Task details → The lines needed are those from the start of the records through the line holding "use crate::dto::response::ApiResponse;", each copied exactly.

Raw data →

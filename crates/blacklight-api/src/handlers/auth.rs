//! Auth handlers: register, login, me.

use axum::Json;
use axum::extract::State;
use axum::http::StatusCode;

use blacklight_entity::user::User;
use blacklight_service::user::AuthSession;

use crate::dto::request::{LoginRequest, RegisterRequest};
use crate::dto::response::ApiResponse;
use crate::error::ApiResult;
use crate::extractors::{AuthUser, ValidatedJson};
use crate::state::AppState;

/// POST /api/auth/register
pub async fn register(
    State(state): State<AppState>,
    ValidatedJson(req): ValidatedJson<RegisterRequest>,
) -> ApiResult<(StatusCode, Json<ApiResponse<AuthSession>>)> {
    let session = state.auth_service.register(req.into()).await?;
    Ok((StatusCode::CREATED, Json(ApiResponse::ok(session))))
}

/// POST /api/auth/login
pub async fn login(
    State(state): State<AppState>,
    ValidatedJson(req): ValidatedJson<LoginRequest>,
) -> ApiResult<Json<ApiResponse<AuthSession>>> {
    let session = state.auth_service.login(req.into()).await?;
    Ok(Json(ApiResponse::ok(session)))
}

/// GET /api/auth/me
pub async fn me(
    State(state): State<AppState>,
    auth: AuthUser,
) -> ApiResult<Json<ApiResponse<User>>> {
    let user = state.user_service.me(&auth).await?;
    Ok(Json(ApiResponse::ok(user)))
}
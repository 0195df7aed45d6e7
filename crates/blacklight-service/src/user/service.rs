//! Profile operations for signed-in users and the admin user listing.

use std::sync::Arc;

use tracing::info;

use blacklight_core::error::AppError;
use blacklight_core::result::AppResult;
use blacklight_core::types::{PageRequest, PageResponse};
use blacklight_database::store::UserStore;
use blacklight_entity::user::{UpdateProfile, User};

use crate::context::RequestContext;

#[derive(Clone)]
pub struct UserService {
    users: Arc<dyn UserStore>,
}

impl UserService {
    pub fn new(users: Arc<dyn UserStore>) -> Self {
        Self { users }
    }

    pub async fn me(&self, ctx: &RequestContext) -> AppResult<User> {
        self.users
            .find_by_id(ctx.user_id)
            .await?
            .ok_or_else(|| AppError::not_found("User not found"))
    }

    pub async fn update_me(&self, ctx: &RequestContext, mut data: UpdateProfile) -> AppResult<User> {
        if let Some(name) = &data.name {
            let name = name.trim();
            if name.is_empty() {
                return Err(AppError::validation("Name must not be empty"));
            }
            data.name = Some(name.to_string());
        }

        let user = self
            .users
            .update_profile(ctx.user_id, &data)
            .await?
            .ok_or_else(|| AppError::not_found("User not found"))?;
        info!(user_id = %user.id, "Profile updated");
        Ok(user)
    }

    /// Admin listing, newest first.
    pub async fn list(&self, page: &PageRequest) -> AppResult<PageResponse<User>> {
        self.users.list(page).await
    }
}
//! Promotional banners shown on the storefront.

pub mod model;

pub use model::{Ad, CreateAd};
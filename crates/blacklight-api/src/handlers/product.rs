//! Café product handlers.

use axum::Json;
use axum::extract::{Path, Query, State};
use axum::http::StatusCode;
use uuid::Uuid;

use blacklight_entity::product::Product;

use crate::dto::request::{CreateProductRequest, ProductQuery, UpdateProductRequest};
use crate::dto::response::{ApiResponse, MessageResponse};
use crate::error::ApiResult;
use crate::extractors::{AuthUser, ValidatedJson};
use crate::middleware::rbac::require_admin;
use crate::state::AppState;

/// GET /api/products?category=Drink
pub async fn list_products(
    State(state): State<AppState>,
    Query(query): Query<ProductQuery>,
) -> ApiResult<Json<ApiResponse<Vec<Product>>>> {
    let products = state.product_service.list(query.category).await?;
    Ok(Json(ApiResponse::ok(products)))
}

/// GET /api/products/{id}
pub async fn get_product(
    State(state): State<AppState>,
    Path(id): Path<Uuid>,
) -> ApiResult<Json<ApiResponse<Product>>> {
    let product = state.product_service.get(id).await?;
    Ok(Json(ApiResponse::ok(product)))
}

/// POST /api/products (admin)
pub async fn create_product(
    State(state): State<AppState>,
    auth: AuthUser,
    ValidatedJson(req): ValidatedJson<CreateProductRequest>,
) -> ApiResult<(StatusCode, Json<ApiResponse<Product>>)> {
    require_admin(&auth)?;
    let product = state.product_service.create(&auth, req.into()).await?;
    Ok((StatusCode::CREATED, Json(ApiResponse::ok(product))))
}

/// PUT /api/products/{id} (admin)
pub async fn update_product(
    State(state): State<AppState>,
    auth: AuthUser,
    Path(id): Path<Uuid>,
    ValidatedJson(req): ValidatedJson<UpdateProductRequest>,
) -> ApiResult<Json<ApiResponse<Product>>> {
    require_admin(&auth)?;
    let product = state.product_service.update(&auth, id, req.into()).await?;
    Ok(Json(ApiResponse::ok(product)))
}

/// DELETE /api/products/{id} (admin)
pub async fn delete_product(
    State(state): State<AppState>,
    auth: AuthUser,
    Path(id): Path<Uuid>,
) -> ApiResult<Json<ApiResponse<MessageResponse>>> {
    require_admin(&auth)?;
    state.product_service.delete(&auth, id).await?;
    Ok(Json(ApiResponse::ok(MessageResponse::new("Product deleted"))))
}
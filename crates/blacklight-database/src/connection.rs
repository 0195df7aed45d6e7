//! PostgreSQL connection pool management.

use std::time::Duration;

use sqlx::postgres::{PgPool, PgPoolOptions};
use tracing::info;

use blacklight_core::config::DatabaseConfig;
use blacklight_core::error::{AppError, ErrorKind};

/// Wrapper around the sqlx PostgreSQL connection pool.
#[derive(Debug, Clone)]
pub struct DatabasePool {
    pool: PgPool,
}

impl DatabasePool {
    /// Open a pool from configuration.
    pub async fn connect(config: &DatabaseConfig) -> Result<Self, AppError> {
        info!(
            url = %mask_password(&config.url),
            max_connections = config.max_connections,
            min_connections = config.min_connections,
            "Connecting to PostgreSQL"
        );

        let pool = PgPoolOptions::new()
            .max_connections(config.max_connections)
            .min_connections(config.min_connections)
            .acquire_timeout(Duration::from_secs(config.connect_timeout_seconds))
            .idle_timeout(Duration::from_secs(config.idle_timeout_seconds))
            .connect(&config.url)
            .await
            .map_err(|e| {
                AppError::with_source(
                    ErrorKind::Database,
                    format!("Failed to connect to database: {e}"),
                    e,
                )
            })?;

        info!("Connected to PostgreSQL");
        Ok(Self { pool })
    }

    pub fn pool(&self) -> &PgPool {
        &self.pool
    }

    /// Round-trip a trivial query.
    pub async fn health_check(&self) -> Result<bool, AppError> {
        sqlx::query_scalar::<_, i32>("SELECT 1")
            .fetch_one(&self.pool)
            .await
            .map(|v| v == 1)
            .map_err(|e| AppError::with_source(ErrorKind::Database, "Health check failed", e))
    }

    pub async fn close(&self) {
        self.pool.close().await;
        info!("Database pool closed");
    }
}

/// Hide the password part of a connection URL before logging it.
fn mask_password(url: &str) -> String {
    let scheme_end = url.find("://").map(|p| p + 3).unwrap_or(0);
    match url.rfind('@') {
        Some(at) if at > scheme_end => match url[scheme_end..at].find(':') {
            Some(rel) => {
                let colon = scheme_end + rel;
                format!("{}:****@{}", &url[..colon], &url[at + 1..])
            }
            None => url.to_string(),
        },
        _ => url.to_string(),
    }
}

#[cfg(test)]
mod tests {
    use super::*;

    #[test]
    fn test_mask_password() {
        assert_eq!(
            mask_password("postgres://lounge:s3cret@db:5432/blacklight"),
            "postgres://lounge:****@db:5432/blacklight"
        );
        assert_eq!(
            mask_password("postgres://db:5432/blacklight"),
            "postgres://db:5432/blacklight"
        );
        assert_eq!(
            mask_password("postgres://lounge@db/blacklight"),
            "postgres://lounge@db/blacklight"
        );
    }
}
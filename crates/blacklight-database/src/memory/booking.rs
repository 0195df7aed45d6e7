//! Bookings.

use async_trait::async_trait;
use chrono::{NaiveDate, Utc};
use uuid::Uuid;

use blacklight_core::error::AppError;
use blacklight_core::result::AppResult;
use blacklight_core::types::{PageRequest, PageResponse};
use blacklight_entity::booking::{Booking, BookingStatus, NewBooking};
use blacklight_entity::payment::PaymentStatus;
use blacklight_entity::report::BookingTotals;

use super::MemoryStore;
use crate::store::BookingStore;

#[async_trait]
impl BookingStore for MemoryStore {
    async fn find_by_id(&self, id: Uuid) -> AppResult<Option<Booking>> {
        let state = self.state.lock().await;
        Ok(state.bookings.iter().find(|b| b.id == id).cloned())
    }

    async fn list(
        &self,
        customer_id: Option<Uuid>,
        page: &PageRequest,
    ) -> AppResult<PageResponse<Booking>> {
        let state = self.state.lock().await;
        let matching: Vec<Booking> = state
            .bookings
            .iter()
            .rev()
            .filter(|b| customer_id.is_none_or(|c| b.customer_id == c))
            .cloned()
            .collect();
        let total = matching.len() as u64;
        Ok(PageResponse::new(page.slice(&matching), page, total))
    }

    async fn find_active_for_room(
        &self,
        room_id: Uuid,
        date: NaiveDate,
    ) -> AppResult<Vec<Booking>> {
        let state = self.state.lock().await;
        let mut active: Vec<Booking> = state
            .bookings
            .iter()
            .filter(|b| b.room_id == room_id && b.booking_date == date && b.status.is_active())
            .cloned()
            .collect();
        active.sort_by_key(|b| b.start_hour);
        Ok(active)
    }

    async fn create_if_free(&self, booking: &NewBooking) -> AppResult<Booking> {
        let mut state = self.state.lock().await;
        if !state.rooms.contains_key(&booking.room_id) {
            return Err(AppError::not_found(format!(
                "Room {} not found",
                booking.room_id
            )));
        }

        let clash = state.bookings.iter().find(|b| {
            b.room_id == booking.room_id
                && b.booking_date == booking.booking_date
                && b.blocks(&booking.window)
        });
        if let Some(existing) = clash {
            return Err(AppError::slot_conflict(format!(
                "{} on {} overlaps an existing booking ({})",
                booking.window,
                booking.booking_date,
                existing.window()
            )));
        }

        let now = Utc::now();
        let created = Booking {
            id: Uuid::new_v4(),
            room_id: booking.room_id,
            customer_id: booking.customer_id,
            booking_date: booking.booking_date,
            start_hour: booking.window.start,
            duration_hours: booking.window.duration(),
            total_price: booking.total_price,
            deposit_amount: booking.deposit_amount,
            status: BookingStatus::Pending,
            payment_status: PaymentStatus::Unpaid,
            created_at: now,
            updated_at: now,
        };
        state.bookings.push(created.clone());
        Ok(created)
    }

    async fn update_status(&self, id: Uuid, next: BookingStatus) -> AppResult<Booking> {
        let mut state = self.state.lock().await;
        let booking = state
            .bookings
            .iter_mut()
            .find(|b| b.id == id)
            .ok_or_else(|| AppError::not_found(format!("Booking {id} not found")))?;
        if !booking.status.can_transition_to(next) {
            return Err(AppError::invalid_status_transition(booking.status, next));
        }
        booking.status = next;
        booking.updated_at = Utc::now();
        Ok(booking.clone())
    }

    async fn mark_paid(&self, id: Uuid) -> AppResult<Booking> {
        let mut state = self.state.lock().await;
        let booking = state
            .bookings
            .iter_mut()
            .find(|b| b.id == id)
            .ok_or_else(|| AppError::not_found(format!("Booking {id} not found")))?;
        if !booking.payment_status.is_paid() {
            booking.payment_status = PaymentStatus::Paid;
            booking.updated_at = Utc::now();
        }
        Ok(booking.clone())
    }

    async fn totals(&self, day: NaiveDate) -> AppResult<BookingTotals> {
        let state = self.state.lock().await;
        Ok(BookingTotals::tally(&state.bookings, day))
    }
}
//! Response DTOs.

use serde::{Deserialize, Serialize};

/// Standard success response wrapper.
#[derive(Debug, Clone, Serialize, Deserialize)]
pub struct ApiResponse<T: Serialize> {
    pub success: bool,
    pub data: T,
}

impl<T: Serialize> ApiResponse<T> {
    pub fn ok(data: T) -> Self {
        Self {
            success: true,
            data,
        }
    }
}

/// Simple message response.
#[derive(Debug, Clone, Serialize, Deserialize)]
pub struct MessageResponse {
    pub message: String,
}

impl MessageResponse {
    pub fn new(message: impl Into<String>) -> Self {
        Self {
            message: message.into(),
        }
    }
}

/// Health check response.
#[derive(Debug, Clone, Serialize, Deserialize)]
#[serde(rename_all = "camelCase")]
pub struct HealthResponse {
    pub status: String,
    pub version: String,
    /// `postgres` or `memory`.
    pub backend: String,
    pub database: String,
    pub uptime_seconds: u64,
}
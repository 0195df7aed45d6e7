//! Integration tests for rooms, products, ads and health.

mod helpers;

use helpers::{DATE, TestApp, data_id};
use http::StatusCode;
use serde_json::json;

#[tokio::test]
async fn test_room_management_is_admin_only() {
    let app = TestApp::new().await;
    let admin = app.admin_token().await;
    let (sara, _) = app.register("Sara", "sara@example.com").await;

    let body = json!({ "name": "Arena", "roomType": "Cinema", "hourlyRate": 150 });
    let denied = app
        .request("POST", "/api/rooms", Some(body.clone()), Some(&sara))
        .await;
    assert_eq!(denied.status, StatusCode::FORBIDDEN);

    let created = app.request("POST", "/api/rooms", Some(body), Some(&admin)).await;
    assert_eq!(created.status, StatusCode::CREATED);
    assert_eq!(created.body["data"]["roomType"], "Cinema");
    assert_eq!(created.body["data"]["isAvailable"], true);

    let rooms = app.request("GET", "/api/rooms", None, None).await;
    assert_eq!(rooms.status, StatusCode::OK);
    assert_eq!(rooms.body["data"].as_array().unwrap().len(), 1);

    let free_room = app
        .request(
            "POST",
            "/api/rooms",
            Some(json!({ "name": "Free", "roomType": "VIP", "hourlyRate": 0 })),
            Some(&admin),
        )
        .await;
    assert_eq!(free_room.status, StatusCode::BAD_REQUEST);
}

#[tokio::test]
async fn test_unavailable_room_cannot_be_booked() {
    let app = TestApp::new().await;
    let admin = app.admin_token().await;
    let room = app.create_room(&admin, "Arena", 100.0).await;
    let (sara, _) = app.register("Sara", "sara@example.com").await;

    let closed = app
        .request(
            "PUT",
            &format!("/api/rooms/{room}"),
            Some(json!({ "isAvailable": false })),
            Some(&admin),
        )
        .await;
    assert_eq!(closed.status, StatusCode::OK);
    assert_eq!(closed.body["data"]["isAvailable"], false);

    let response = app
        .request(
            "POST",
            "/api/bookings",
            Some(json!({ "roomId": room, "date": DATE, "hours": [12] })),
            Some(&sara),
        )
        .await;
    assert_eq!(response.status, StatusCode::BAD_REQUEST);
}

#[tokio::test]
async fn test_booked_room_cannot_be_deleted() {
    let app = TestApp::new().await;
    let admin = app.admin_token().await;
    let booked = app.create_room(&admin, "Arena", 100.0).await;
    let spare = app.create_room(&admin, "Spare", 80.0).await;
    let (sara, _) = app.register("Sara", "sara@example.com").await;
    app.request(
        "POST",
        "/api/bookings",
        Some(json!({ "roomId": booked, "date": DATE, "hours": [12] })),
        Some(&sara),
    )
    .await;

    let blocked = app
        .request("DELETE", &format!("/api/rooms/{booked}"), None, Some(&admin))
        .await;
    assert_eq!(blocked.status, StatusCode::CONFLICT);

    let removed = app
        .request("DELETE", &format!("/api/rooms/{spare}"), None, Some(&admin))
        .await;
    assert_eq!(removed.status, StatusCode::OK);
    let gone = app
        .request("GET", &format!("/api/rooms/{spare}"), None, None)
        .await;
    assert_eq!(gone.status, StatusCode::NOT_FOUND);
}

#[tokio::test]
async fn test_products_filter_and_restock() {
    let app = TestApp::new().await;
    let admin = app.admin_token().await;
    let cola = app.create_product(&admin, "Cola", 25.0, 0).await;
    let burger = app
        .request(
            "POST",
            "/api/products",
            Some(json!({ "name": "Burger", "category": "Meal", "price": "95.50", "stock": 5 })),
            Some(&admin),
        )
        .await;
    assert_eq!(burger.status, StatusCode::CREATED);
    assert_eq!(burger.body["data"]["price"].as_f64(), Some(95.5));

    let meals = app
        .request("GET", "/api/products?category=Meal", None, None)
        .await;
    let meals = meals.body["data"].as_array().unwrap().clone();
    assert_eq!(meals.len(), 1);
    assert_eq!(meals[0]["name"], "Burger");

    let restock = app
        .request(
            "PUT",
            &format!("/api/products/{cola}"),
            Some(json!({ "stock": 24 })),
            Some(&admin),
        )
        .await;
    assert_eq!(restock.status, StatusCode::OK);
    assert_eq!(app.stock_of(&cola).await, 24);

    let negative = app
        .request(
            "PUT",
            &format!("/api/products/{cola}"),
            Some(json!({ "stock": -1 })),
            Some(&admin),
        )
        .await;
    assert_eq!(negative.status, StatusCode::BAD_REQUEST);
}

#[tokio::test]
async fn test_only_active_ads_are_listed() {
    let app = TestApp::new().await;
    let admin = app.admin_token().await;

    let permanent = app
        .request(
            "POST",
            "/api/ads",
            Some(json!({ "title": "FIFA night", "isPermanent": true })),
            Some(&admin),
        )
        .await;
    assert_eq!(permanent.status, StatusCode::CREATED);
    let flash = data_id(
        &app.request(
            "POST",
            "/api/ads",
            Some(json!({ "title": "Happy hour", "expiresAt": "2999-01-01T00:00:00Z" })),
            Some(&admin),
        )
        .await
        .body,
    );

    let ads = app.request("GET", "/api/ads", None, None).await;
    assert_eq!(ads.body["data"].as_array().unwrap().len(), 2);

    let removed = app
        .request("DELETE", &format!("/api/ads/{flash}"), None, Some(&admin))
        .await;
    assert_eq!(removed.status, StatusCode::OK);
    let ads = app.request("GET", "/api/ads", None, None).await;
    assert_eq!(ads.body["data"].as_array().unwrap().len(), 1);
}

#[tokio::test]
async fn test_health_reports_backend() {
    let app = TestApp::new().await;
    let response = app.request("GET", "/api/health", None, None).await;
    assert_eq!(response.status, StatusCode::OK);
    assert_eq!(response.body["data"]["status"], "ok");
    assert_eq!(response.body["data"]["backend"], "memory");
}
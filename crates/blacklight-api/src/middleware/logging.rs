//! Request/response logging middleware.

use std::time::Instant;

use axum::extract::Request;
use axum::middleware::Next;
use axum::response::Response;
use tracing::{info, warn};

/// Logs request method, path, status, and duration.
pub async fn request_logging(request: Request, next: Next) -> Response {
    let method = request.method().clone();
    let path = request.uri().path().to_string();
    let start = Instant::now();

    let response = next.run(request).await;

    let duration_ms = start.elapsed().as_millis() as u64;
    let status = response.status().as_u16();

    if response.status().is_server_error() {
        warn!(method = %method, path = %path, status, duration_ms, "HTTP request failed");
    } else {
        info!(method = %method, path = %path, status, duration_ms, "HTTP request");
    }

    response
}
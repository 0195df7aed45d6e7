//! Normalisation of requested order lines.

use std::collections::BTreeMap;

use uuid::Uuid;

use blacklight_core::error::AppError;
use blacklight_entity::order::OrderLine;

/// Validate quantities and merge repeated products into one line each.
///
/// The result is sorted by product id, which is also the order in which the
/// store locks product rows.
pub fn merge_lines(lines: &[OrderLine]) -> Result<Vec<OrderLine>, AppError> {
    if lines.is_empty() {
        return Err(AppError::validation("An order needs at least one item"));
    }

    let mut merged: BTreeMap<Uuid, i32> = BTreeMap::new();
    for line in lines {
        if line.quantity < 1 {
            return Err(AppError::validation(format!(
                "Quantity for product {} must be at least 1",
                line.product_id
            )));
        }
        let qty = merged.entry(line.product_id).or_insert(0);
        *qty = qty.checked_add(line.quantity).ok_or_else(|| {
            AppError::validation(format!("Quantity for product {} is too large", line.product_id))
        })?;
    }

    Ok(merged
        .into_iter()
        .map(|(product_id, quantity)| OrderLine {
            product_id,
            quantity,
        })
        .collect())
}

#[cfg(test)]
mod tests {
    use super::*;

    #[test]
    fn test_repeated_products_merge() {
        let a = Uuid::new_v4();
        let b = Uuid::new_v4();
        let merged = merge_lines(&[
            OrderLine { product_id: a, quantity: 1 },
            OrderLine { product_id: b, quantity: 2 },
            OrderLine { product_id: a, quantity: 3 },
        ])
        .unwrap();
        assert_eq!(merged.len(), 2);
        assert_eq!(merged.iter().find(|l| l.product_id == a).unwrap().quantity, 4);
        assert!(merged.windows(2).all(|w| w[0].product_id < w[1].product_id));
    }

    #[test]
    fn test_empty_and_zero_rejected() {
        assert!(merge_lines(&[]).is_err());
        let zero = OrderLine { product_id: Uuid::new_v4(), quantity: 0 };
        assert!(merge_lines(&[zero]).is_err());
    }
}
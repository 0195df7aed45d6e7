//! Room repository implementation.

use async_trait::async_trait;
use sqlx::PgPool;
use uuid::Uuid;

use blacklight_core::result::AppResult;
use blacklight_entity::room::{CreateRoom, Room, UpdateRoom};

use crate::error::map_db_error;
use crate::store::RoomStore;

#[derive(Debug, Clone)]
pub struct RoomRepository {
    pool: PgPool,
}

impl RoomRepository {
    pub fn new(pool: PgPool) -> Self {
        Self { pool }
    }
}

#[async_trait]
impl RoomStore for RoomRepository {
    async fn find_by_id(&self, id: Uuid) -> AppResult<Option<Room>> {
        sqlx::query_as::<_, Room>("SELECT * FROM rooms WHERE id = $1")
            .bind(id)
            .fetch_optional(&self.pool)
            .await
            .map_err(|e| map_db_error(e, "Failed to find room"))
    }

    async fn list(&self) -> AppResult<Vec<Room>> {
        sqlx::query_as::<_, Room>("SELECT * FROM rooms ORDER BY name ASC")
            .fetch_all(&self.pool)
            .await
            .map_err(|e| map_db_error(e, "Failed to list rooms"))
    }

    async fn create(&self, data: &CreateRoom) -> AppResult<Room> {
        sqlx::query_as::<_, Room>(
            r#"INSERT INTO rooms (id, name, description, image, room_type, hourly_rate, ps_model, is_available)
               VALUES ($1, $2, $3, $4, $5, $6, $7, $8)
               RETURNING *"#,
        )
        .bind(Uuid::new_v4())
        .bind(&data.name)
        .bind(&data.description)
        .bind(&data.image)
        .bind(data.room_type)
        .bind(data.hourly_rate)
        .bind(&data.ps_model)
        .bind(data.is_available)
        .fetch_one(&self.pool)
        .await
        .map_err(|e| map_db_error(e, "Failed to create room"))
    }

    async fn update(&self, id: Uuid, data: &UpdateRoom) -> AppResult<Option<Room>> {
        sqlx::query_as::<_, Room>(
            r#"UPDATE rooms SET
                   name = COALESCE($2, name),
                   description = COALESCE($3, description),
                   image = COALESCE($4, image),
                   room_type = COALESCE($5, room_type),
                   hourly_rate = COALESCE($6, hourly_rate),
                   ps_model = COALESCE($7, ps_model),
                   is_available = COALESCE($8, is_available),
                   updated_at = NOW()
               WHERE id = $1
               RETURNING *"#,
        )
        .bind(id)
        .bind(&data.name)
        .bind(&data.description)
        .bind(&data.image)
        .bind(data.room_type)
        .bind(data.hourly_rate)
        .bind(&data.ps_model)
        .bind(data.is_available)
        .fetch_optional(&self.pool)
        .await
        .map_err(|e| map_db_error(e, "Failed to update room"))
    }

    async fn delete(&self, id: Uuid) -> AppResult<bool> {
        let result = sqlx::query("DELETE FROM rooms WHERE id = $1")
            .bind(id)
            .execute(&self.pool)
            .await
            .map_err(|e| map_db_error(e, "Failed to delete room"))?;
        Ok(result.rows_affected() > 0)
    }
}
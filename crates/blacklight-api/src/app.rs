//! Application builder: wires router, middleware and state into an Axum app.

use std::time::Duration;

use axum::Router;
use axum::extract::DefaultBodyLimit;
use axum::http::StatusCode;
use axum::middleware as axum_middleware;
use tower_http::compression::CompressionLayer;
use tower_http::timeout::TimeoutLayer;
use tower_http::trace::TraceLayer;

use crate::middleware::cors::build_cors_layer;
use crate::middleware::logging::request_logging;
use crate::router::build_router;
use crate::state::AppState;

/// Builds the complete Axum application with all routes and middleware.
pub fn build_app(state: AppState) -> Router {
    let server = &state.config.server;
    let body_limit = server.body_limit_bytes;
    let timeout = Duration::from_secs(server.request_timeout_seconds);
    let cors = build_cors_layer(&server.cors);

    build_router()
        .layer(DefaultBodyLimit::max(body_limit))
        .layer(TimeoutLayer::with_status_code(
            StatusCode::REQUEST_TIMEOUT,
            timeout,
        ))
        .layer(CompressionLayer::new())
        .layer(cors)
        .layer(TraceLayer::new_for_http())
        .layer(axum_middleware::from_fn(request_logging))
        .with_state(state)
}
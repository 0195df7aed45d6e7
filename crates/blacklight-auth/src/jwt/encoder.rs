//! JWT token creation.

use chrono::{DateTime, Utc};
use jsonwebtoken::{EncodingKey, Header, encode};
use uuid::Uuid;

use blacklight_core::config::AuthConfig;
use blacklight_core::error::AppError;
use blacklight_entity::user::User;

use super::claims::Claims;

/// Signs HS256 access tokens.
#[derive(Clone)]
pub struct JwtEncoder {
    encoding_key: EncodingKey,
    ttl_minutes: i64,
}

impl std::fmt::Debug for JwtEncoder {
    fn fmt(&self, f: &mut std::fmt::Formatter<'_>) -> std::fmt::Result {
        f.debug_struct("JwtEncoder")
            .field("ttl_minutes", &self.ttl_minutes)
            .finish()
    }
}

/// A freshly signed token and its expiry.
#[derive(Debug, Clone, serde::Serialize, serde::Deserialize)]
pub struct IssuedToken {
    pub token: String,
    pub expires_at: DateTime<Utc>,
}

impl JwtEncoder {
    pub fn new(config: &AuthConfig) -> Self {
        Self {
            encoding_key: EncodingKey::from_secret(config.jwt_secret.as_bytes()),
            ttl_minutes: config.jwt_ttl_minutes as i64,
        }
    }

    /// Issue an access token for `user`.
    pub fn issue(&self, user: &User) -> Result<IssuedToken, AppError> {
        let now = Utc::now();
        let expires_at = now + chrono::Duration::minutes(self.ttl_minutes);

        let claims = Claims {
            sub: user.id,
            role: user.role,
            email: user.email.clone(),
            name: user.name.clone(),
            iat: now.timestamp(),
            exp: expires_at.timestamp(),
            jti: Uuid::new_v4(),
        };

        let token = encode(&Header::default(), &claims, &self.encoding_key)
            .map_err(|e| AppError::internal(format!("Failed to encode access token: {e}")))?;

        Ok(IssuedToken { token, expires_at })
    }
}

Task response →
filename crates/blacklight-api/src/handlers/auth.rs
//! Auth handlers: register, login, me.

use axum::Json;
use axum::extract::State;
use axum::http::StatusCode;

use blacklight_entity::user::User;
use blacklight_service::user::AuthSession;

use crate::dto::request::{LoginRequest, RegisterRequest};
use crate::dto::response::ApiResponse;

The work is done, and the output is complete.